→ **Instructions to follow**
Which lines of the data contain the string "second"? Copy every one.
--------------------------------
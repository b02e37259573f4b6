//! Binary state file and optional HTML dump (§3 `AggregateStateSnapshot`, §6).

use serde::{Deserialize, Serialize};
use std::{
    fs,
    path::{Path, PathBuf},
    sync::{Arc, Mutex, Weak},
};

use crate::constants::{STATE_FILE_MAGIC, STATE_INFO_MAX_LEN};
use crate::error::StateError;
use crate::subservice::SubServiceHandle;

/// One row of the published snapshot: a truncated, display-only view of a
/// sub-service's current state.
#[derive(Debug, Clone, Serialize, Deserialize)]
pub struct ServiceStateRow {
    pub name: String,
    pub state: String,
    pub info: String,
}

/// The full ordered snapshot persisted to the state file.
#[derive(Debug, Clone, Serialize, Deserialize)]
pub struct AggregateStateSnapshot {
    pub services: Vec<ServiceStateRow>,
}

/// Reads and decodes the binary state file at `path` for the `list` CLI
/// command. A missing file yields an empty snapshot (no supervisor has ever
/// published one); an existing file with a foreign magic is reported as
/// `StateError::InvalidMagic` rather than misparsed.
pub fn read_snapshot(path: &Path) -> Result<AggregateStateSnapshot, StateError> {
    let bytes = match fs::read(path) {
        Ok(bytes) => bytes,
        Err(source) if source.kind() == std::io::ErrorKind::NotFound => {
            return Ok(AggregateStateSnapshot { services: Vec::new() });
        }
        Err(source) => {
            return Err(StateError::Read {
                path: path.display().to_string(),
                source,
            });
        }
    };

    if bytes.len() < STATE_FILE_MAGIC.len() || bytes[..STATE_FILE_MAGIC.len()] != STATE_FILE_MAGIC {
        return Err(StateError::InvalidMagic {
            path: path.display().to_string(),
        });
    }

    Ok(serde_json::from_slice(&bytes[STATE_FILE_MAGIC.len()..])?)
}

fn truncate(info: &str) -> String {
    if info.chars().count() <= STATE_INFO_MAX_LEN {
        info.to_string()
    } else {
        info.chars().take(STATE_INFO_MAX_LEN).collect()
    }
}

/// Verifies that `path` either does not exist or already carries our magic
/// prefix. Returns `Ok(true)` when the file is absent or ours, `Ok(false)`
/// is never returned; an invalid existing file yields
/// `Err(StateError::InvalidMagic)` without touching the file, per §6/§9:
/// "an existing file with a different magic must NOT be deleted."
pub fn validate_existing(path: &Path) -> Result<(), StateError> {
    let bytes = match fs::read(path) {
        Ok(bytes) => bytes,
        Err(source) if source.kind() == std::io::ErrorKind::NotFound => return Ok(()),
        Err(source) => {
            return Err(StateError::Read {
                path: path.display().to_string(),
                source,
            });
        }
    };
    if bytes.len() >= STATE_FILE_MAGIC.len() && bytes[..STATE_FILE_MAGIC.len()] == STATE_FILE_MAGIC
    {
        Ok(())
    } else {
        Err(StateError::InvalidMagic {
            path: path.display().to_string(),
        })
    }
}

/// Picks a fresh temp path to use instead of an invalid existing state file,
/// as directed by §6/§9: `<original>.<pid>.bin`.
pub fn fallback_path(original: &Path) -> PathBuf {
    let pid = std::process::id();
    let mut name = original
        .file_name()
        .map(|n| n.to_string_lossy().into_owned())
        .unwrap_or_else(|| "state.bin".to_string());
    name.push_str(&format!(".{pid}"));
    original.with_file_name(name)
}

/// Publishes `AggregateStateSnapshot`s to a binary state file (and optional
/// HTML dump) whenever the encoded bytes differ from the last-written value.
/// Bound to the sub-service registry via a `Weak` reference so the publisher
/// itself can be freely shared by every `SubServiceHandle` without creating a
/// reference cycle.
pub struct StatePublisher {
    state_path: PathBuf,
    html_path: Option<PathBuf>,
    html_id: Option<String>,
    registry: Mutex<Weak<Vec<Arc<SubServiceHandle>>>>,
    last_written: Mutex<Vec<u8>>,
}

impl StatePublisher {
    pub fn new(state_path: PathBuf, html_id: Option<String>) -> Self {
        let html_path = html_id.as_ref().map(|_| {
            let mut os = state_path.clone().into_os_string();
            os.push(".html");
            PathBuf::from(os)
        });
        Self {
            state_path,
            html_path,
            html_id,
            registry: Mutex::new(Weak::new()),
            last_written: Mutex::new(Vec::new()),
        }
    }

    /// Binds the registry of live sub-services this publisher snapshots.
    /// Called once, after the registry itself has been constructed.
    pub fn bind_registry(&self, registry: Weak<Vec<Arc<SubServiceHandle>>>) {
        *self.registry.lock().unwrap_or_else(|p| p.into_inner()) = registry;
    }

    pub fn state_path(&self) -> &Path {
        &self.state_path
    }

    /// Recomputes the aggregate snapshot from the bound registry and, if it
    /// differs from the last-written bytes, overwrites the state file (and
    /// the HTML dump, if configured).
    pub fn publish(&self) -> Result<(), StateError> {
        let registry = match self
            .registry
            .lock()
            .unwrap_or_else(|p| p.into_inner())
            .upgrade()
        {
            Some(registry) => registry,
            None => return Ok(()),
        };

        let snapshot = AggregateStateSnapshot {
            services: registry
                .iter()
                .map(|handle| ServiceStateRow {
                    name: handle.manifest.name.clone(),
                    state: handle.state().as_ref().to_string(),
                    info: truncate(&handle.state_message()),
                })
                .collect(),
        };

        let mut bytes = STATE_FILE_MAGIC.to_vec();
        bytes.extend(serde_json::to_vec(&snapshot)?);

        let mut last_written = self.last_written.lock().unwrap_or_else(|p| p.into_inner());
        if *last_written == bytes {
            return Ok(());
        }

        fs::write(&self.state_path, &bytes).map_err(|source| StateError::Write {
            path: self.state_path.display().to_string(),
            source,
        })?;
        *last_written = bytes;
        drop(last_written);

        if let Some(html_path) = &self.html_path {
            let html = render_html(&snapshot, self.html_id.as_deref().unwrap_or(""));
            fs::write(html_path, html).map_err(|source| StateError::Write {
                path: html_path.display().to_string(),
                source,
            })?;
        }

        Ok(())
    }

    /// Rewrites the HTML dump as an all-stopped table and removes the binary
    /// state file, as the final step of the Stop sequence (§4.5 step 3).
    pub fn finalize_stopped(&self) -> Result<(), StateError> {
        if let Some(registry) = self
            .registry
            .lock()
            .unwrap_or_else(|p| p.into_inner())
            .upgrade()
            && let Some(html_path) = &self.html_path
        {
            let snapshot = AggregateStateSnapshot {
                services: registry
                    .iter()
                    .map(|handle| ServiceStateRow {
                        name: handle.manifest.name.clone(),
                        state: "Stopped".to_string(),
                        info: truncate(&handle.state_message()),
                    })
                    .collect(),
            };
            let html = render_html(&snapshot, self.html_id.as_deref().unwrap_or(""));
            fs::write(html_path, html).map_err(|source| StateError::Write {
                path: html_path.display().to_string(),
                source,
            })?;
        }

        match fs::remove_file(&self.state_path) {
            Ok(()) => Ok(()),
            Err(source) if source.kind() == std::io::ErrorKind::NotFound => Ok(()),
            Err(source) => Err(StateError::Write {
                path: self.state_path.display().to_string(),
                source,
            }),
        }
    }
}

fn html_escape(input: &str) -> String {
    input
        .replace('&', "&amp;")
        .replace('<', "&lt;")
        .replace('>', "&gt;")
        .replace('"', "&quot;")
}

fn render_html(snapshot: &AggregateStateSnapshot, id: &str) -> String {
    let now = chrono::Local::now().format("%Y-%m-%d %H:%M:%S");
    let mut rows = String::new();
    for row in &snapshot.services {
        rows.push_str(&format!(
            "<tr><td>{}</td><td>{}</td><td>{}</td></tr>\n",
            html_escape(&row.name),
            html_escape(&row.state),
            html_escape(&row.info)
        ));
    }
    format!(
        "<html><head><title>{id}</title></head><body>\n\
         <h1>{id}</h1>\n\
         <p>{count} sub-service(s) as of {now}</p>\n\
         <table border=\"1\"><tr><th>Name</th><th>State</th><th>Info</th></tr>\n{rows}</table>\n\
         </body></html>\n",
        id = html_escape(id),
        count = snapshot.services.len(),
    )
}

#[cfg(test)]
mod tests {
    use super::*;
    use tempfile::tempdir;

    #[test]
    fn validate_existing_accepts_missing_file() {
        let dir = tempdir().unwrap();
        assert!(validate_existing(&dir.path().join("state.bin")).is_ok());
    }

    #[test]
    fn validate_existing_rejects_foreign_magic() {
        let dir = tempdir().unwrap();
        let path = dir.path().join("state.bin");
        fs::write(&path, b"NOPE-not-ours").unwrap();
        assert!(matches!(
            validate_existing(&path),
            Err(StateError::InvalidMagic { .. })
        ));
    }

    #[test]
    fn publish_writes_magic_prefixed_file() {
        let dir = tempdir().unwrap();
        let path = dir.path().join("state.bin");
        let publisher = StatePublisher::new(path.clone(), None);
        let registry: Arc<Vec<Arc<SubServiceHandle>>> = Arc::new(vec![]);
        publisher.bind_registry(Arc::downgrade(&registry));
        publisher.publish().unwrap();

        let bytes = fs::read(&path).unwrap();
        assert_eq!(&bytes[..4], &STATE_FILE_MAGIC);
    }

    #[test]
    fn publish_is_a_noop_when_unchanged() {
        let dir = tempdir().unwrap();
        let path = dir.path().join("state.bin");
        let publisher = StatePublisher::new(path.clone(), None);
        let registry: Arc<Vec<Arc<SubServiceHandle>>> = Arc::new(vec![]);
        publisher.bind_registry(Arc::downgrade(&registry));
        publisher.publish().unwrap();
        let first = fs::metadata(&path).unwrap().modified().unwrap();
        publisher.publish().unwrap();
        let second = fs::metadata(&path).unwrap().modified().unwrap();
        assert_eq!(first, second);
    }

    #[test]
    fn read_snapshot_round_trips_through_publish() {
        let dir = tempdir().unwrap();
        let path = dir.path().join("state.bin");
        let manifest = Arc::new(crate::manifest::SubServiceManifest {
            name: "worker".into(),
            ..Default::default()
        });
        let publisher = Arc::new(StatePublisher::new(path.clone(), None));
        let handle = Arc::new(SubServiceHandle::new(manifest, publisher.clone()));
        handle.set_state(crate::subservice::SubServiceState::Running, "PID=1");
        let registry: Arc<Vec<Arc<SubServiceHandle>>> = Arc::new(vec![handle]);
        publisher.bind_registry(Arc::downgrade(&registry));
        publisher.publish().unwrap();

        let snapshot = read_snapshot(&path).unwrap();
        assert_eq!(snapshot.services.len(), 1);
        assert_eq!(snapshot.services[0].name, "worker");
        assert_eq!(snapshot.services[0].state, "Running");
    }

    #[test]
    fn read_snapshot_missing_file_is_empty() {
        let dir = tempdir().unwrap();
        let snapshot = read_snapshot(&dir.path().join("missing.bin")).unwrap();
        assert!(snapshot.services.is_empty());
    }
}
--------------------------------
→ **Answer**
        let second = fs::metadata(&path).unwrap().modified().unwrap();
        assert_eq!(first, second);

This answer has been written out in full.